## TASK DETAILS
List all lines of the data containing the word "that".

Extracted data entries
══════
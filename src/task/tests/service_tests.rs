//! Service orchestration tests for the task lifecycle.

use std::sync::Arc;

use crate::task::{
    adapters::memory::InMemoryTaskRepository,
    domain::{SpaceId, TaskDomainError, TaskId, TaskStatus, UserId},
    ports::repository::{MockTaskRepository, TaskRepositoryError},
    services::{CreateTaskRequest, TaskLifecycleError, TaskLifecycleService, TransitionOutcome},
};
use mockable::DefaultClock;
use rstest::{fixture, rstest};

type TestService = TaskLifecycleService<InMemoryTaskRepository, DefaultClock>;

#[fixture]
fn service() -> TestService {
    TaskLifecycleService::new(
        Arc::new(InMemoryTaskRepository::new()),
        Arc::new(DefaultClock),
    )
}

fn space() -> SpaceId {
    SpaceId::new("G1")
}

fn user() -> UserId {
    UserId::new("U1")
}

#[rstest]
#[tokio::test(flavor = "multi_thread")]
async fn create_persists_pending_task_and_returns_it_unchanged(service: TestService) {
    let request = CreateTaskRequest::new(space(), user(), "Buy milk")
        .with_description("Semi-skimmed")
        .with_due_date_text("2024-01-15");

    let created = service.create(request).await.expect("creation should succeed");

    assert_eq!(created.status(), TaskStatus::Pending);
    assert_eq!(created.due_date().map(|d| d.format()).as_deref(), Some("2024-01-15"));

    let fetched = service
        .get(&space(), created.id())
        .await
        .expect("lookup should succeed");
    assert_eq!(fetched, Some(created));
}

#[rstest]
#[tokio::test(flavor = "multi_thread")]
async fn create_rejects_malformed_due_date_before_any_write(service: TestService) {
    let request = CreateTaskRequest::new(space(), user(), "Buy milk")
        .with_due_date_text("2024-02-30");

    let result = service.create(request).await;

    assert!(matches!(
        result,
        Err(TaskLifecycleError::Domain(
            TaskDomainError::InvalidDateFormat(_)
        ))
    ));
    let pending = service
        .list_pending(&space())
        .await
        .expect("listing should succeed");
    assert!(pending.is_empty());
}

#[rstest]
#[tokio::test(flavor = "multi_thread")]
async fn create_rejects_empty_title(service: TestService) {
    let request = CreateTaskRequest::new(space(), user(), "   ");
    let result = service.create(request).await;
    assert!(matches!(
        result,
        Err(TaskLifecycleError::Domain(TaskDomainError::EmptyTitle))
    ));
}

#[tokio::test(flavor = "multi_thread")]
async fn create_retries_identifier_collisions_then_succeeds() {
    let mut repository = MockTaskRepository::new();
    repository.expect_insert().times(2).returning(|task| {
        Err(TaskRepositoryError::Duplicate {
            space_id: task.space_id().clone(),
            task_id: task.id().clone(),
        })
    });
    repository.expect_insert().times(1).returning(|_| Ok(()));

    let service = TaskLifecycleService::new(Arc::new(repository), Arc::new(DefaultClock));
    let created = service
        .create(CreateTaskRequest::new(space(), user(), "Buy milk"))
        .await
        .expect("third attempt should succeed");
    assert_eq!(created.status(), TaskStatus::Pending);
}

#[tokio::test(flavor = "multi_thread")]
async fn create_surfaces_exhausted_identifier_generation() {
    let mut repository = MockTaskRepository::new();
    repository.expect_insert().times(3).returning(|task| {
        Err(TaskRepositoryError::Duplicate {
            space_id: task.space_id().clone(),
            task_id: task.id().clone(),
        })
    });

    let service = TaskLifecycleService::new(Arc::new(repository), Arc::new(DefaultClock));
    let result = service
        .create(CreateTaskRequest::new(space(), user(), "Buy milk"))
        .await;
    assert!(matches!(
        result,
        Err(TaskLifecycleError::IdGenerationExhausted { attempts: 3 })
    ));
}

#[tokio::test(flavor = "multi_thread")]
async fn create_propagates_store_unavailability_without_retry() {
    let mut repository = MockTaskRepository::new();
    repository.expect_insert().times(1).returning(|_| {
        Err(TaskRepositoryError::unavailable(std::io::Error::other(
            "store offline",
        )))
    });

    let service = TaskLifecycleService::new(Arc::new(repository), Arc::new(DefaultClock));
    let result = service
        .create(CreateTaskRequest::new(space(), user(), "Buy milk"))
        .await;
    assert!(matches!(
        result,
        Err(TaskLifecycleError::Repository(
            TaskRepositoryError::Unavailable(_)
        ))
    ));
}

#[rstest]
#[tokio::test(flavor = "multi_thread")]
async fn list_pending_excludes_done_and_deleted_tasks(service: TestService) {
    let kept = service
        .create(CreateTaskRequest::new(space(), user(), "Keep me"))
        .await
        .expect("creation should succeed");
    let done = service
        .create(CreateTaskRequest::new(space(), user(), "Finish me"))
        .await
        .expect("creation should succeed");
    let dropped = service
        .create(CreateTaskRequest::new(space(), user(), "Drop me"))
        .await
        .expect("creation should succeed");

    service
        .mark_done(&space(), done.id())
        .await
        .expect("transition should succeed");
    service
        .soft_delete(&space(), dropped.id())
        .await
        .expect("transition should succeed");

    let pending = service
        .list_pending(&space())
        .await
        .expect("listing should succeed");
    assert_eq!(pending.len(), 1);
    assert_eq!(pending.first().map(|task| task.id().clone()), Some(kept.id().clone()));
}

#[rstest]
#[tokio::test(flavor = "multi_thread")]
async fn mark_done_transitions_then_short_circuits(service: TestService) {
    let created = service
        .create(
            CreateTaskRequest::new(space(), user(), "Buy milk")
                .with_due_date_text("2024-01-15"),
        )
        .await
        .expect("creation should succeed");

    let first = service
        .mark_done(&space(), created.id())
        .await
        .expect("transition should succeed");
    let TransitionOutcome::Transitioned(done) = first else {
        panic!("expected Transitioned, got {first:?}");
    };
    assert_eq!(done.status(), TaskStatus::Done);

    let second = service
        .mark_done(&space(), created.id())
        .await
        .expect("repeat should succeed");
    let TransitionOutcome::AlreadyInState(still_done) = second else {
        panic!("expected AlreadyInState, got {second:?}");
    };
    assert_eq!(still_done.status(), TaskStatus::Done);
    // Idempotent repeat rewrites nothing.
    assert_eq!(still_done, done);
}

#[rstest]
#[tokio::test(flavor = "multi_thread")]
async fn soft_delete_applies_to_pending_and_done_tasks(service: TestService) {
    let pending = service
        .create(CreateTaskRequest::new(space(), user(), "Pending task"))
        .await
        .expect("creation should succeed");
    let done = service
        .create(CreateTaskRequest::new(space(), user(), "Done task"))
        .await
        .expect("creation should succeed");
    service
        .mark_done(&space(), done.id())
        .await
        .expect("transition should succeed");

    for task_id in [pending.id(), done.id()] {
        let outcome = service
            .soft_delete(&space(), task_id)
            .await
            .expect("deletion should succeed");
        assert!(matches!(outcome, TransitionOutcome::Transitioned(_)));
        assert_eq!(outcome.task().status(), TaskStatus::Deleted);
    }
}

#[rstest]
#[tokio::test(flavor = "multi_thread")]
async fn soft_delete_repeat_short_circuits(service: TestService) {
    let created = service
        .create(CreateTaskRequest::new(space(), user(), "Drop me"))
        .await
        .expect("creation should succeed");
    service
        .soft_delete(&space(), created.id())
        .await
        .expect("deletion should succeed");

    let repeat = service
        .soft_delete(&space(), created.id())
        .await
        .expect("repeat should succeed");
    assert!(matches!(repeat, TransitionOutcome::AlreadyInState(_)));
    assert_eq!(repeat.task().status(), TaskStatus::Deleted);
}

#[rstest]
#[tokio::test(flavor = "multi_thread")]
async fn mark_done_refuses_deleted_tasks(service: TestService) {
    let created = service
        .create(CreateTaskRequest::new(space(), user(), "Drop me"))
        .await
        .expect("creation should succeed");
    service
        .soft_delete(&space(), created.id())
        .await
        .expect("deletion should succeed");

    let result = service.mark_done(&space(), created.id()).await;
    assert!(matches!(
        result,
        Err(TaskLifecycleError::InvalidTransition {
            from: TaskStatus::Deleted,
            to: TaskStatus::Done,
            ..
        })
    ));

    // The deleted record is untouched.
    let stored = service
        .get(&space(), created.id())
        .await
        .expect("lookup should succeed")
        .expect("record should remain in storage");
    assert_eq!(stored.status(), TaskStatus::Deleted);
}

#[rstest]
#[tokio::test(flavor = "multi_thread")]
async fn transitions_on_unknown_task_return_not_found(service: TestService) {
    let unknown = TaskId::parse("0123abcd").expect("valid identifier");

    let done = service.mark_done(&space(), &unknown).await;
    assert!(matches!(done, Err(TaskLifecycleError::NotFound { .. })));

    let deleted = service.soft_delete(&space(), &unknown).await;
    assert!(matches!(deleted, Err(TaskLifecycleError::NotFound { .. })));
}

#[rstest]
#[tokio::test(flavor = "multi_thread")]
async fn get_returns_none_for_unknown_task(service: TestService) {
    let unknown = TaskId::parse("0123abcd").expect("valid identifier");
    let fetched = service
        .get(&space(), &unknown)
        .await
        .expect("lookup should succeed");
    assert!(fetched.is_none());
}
══════
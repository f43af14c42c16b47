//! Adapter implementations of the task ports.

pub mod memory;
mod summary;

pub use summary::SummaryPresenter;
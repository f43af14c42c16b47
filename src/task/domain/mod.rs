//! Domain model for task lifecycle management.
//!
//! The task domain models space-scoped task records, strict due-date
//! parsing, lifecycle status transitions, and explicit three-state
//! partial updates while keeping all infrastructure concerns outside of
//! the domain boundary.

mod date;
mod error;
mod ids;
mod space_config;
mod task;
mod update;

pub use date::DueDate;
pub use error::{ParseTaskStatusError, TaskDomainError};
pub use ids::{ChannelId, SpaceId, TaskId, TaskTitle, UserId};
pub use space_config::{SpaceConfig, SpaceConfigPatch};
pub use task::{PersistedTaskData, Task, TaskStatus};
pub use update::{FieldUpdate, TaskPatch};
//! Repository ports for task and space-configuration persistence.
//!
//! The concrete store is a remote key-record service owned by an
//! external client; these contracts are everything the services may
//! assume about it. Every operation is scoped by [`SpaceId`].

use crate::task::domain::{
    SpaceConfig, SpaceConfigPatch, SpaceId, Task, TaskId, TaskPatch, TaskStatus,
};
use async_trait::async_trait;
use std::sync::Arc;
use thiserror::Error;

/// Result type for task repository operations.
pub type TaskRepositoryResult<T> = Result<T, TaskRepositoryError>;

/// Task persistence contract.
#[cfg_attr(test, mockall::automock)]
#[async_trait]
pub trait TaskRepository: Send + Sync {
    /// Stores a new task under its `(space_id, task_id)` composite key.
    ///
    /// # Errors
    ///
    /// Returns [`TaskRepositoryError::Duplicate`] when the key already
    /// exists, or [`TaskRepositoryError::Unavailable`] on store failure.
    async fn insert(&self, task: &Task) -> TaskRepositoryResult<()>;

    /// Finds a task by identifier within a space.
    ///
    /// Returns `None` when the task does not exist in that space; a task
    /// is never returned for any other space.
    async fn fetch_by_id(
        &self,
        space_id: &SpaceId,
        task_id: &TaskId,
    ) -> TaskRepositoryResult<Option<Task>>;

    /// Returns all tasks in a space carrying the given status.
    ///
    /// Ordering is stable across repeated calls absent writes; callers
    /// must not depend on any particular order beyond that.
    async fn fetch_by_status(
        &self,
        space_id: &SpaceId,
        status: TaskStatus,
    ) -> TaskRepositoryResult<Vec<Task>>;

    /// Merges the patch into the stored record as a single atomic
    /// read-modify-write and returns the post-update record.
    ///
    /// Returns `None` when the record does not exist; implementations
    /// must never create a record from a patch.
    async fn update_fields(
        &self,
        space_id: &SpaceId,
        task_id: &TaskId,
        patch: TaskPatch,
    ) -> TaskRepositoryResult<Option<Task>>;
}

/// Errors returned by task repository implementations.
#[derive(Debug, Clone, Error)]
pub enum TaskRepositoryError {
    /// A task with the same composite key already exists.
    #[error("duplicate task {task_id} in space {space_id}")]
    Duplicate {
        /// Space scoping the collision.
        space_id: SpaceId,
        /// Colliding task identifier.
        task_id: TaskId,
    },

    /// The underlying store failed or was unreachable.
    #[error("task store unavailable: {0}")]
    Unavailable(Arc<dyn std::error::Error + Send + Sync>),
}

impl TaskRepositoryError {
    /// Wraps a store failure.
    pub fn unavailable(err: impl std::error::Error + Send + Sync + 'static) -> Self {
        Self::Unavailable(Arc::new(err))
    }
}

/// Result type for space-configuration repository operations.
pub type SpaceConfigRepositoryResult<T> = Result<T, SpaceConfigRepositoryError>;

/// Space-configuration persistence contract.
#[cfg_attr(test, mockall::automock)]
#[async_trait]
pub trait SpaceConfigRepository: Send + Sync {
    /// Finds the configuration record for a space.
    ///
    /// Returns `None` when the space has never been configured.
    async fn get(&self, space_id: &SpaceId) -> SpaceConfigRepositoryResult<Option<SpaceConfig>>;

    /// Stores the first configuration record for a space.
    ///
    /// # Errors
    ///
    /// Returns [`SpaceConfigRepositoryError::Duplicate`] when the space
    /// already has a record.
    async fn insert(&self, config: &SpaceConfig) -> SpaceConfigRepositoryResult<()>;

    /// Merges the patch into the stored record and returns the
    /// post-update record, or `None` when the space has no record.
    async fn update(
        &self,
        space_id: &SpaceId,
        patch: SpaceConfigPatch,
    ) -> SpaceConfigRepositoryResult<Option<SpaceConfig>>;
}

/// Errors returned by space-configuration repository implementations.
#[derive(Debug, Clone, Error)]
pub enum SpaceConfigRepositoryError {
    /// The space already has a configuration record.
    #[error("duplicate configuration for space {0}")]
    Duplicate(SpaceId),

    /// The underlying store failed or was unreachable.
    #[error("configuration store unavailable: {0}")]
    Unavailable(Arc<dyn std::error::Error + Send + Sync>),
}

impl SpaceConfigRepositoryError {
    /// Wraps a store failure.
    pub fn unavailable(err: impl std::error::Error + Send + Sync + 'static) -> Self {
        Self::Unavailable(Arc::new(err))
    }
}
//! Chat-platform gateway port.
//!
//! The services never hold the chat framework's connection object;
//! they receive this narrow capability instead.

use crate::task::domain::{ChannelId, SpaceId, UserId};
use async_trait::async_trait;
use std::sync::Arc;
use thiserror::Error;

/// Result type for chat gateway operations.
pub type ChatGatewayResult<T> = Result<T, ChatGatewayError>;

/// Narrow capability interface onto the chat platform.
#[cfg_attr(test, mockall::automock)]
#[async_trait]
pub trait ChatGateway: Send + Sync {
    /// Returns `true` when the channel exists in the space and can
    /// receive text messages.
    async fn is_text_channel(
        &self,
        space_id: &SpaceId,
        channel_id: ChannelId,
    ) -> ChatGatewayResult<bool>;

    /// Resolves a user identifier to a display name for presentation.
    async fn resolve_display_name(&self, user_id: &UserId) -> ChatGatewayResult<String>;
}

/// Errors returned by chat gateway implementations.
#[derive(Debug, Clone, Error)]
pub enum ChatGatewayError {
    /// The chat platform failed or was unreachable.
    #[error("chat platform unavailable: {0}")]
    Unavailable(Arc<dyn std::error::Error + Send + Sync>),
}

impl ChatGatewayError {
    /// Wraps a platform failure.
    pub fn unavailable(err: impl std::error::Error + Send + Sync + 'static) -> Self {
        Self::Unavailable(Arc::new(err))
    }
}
══════
## RESPONSE
    /// Returns `None` when the task does not exist in that space; a task
    /// must not depend on any particular order beyond that.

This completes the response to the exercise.